**TASK OBJECTIVE**: The data is to be retyped in full, exactly.

**MATERIAL FOR THE TASK**:
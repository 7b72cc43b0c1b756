//! Provisioner plugin registry.
//!
//! The surrounding system dispatches deployment requests to provisioners by
//! name; each provisioner registers itself once at startup.

use std::sync::Arc;

use async_trait::async_trait;
use berth_common::{AssemblyWithComponents, BerthError, BerthResult, ContainerId};
use dashmap::DashMap;

use crate::lifecycle::ProvisionOutcome;

/// A provisioner the registry can dispatch to.
#[async_trait]
pub trait Provisioner: Send + Sync {
    /// Provision the assembly.
    ///
    /// `id`, `instance` and `action_id` are part of the dispatch contract;
    /// implementations may ignore them.
    async fn create(
        &self,
        assembly: &mut AssemblyWithComponents,
        id: &str,
        instance: bool,
        action_id: &str,
    ) -> BerthResult<ProvisionOutcome>;

    /// Tear the assembly's container down. Returns the ID that was killed.
    async fn delete(&self, assembly: &AssemblyWithComponents, id: &str)
    -> BerthResult<ContainerId>;
}

/// Name-indexed set of provisioners.
#[derive(Default)]
pub struct ProvisionerRegistry {
    provisioners: DashMap<String, Arc<dyn Provisioner>>,
}

impl ProvisionerRegistry {
    /// Create an empty registry.
    #[must_use]
    pub fn new() -> Self {
        Self::default()
    }

    /// Register `provisioner` under `name`, replacing any earlier entry.
    pub fn register(&self, name: impl Into<String>, provisioner: Arc<dyn Provisioner>) {
        let name = name.into();
        if self.provisioners.insert(name.clone(), provisioner).is_some() {
            tracing::warn!(provisioner = %name, "Replaced registered provisioner");
        } else {
            tracing::debug!(provisioner = %name, "Registered provisioner");
        }
    }

    /// Look up a provisioner.
    ///
    /// # Errors
    ///
    /// Returns [`BerthError::ProvisionerNotFound`] for unknown names.
    pub fn get(&self, name: &str) -> BerthResult<Arc<dyn Provisioner>> {
        self.provisioners
            .get(name)
            .map(|entry| Arc::clone(entry.value()))
            .ok_or_else(|| BerthError::ProvisionerNotFound {
                name: name.to_string(),
            })
    }

    /// Registered names, sorted.
    pub fn names(&self) -> Vec<String> {
        let mut names: Vec<String> = self.provisioners.iter().map(|e| e.key().clone()).collect();
        names.sort();
        names
    }

    /// Dispatch a create to the provisioner registered as `name`.
    ///
    /// # Errors
    ///
    /// Fails if no such provisioner exists or the provisioner fails.
    pub async fn create(
        &self,
        name: &str,
        assembly: &mut AssemblyWithComponents,
        id: &str,
        instance: bool,
        action_id: &str,
    ) -> BerthResult<ProvisionOutcome> {
        let provisioner = self.get(name)?;
        provisioner.create(assembly, id, instance, action_id).await
    }

    /// Dispatch a delete to the provisioner registered as `name`.
    ///
    /// # Errors
    ///
    /// Fails if no such provisioner exists or the provisioner fails.
    pub async fn delete(
        &self,
        name: &str,
        assembly: &AssemblyWithComponents,
        id: &str,
    ) -> BerthResult<ContainerId> {
        let provisioner = self.get(name)?;
        provisioner.delete(assembly, id).await
    }
}
//! # berth-common
//!
//! Shared types for the Berth provisioner.
//!
//! This crate provides:
//! - The assembly/component request model
//! - Ordered key/value input and output lists
//! - Container ID validation
//! - Common error types

#![warn(missing_docs)]

pub mod error;
pub mod id;
pub mod kv;
pub mod model;

pub use error::{BerthError, BerthResult};
pub use id::ContainerId;
pub use kv::{KeyValueList, KeyValuePair};
pub use model::{Artifacts, AssemblyWithComponents, Component, Operation};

**YOUR SOLUTION**:
repository 7b72cc43b0c1b756
//! Provisioner plugin registry.
//!
//! The surrounding system dispatches deployment requests to provisioners by
//! name; each provisioner registers itself once at startup.

use std::sync::Arc;

use async_trait::async_trait;
use berth_common::{AssemblyWithComponents, BerthError, BerthResult, ContainerId};
use dashmap::DashMap;

use crate::lifecycle::ProvisionOutcome;

/// A provisioner the registry can dispatch to.
#[async_trait]
pub trait Provisioner: Send + Sync {
    /// Provision the assembly.
    ///
    /// `id`, `instance` and `action_id` are part of the dispatch contract;
    /// implementations may ignore them.
    async fn create(
        &self,
        assembly: &mut AssemblyWithComponents,
        id: &str,
        instance: bool,
        action_id: &str,
    ) -> BerthResult<ProvisionOutcome>;

    /// Tear the assembly's container down. Returns the ID that was killed.
    async fn delete(&self, assembly: &AssemblyWithComponents, id: &str)
    -> BerthResult<ContainerId>;
}

/// Name-indexed set of provisioners.
#[derive(Default)]
pub struct ProvisionerRegistry {
    provisioners: DashMap<String, Arc<dyn Provisioner>>,
}

impl ProvisionerRegistry {
    /// Create an empty registry.
    #[must_use]
    pub fn new() -> Self {
        Self::default()
    }

    /// Register `provisioner` under `name`, replacing any earlier entry.
    pub fn register(&self, name: impl Into<String>, provisioner: Arc<dyn Provisioner>) {
        let name = name.into();
        if self.provisioners.insert(name.clone(), provisioner).is_some() {
            tracing::warn!(provisioner = %name, "Replaced registered provisioner");
        } else {
            tracing::debug!(provisioner = %name, "Registered provisioner");
        }
    }

    /// Look up a provisioner.
    ///
    /// # Errors
    ///
    /// Returns [`BerthError::ProvisionerNotFound`] for unknown names.
    pub fn get(&self, name: &str) -> BerthResult<Arc<dyn Provisioner>> {
        self.provisioners
            .get(name)
            .map(|entry| Arc::clone(entry.value()))
            .ok_or_else(|| BerthError::ProvisionerNotFound {
                name: name.to_string(),
            })
    }

    /// Registered names, sorted.
    pub fn names(&self) -> Vec<String> {
        let mut names: Vec<String> = self.provisioners.iter().map(|e| e.key().clone()).collect();
        names.sort();
        names
    }

    /// Dispatch a create to the provisioner registered as `name`.
    ///
    /// # Errors
    ///
    /// Fails if no such provisioner exists or the provisioner fails.
    pub async fn create(
        &self,
        name: &str,
        assembly: &mut AssemblyWithComponents,
        id: &str,
        instance: bool,
        action_id: &str,
    ) -> BerthResult<ProvisionOutcome> {
        let provisioner = self.get(name)?;
        provisioner.create(assembly, id, instance, action_id).await
    }

    /// Dispatch a delete to the provisioner registered as `name`.
    ///
    /// # Errors
    ///
    /// Fails if no such provisioner exists or the provisioner fails.
    pub async fn delete(
        &self,
        name: &str,
        assembly: &AssemblyWithComponents,
        id: &str,
    ) -> BerthResult<ContainerId> {
        let provisioner = self.get(name)?;
        provisioner.delete(assembly, id).await
    }
}
//! # berth-common
//!
//! Shared types for the Berth provisioner.
//!
//! This crate provides:
//! - The assembly/component request model
//! - Ordered key/value input and output lists
//! - Container ID validation
//! - Common error types

#![warn(missing_docs)]

pub mod error;
pub mod id;
pub mod kv;
pub mod model;

pub use error::{BerthError, BerthResult};
pub use id::ContainerId;
pub use kv::{KeyValueList, KeyValuePair};
pub use model::{Artifacts, AssemblyWithComponents, Component, Operation};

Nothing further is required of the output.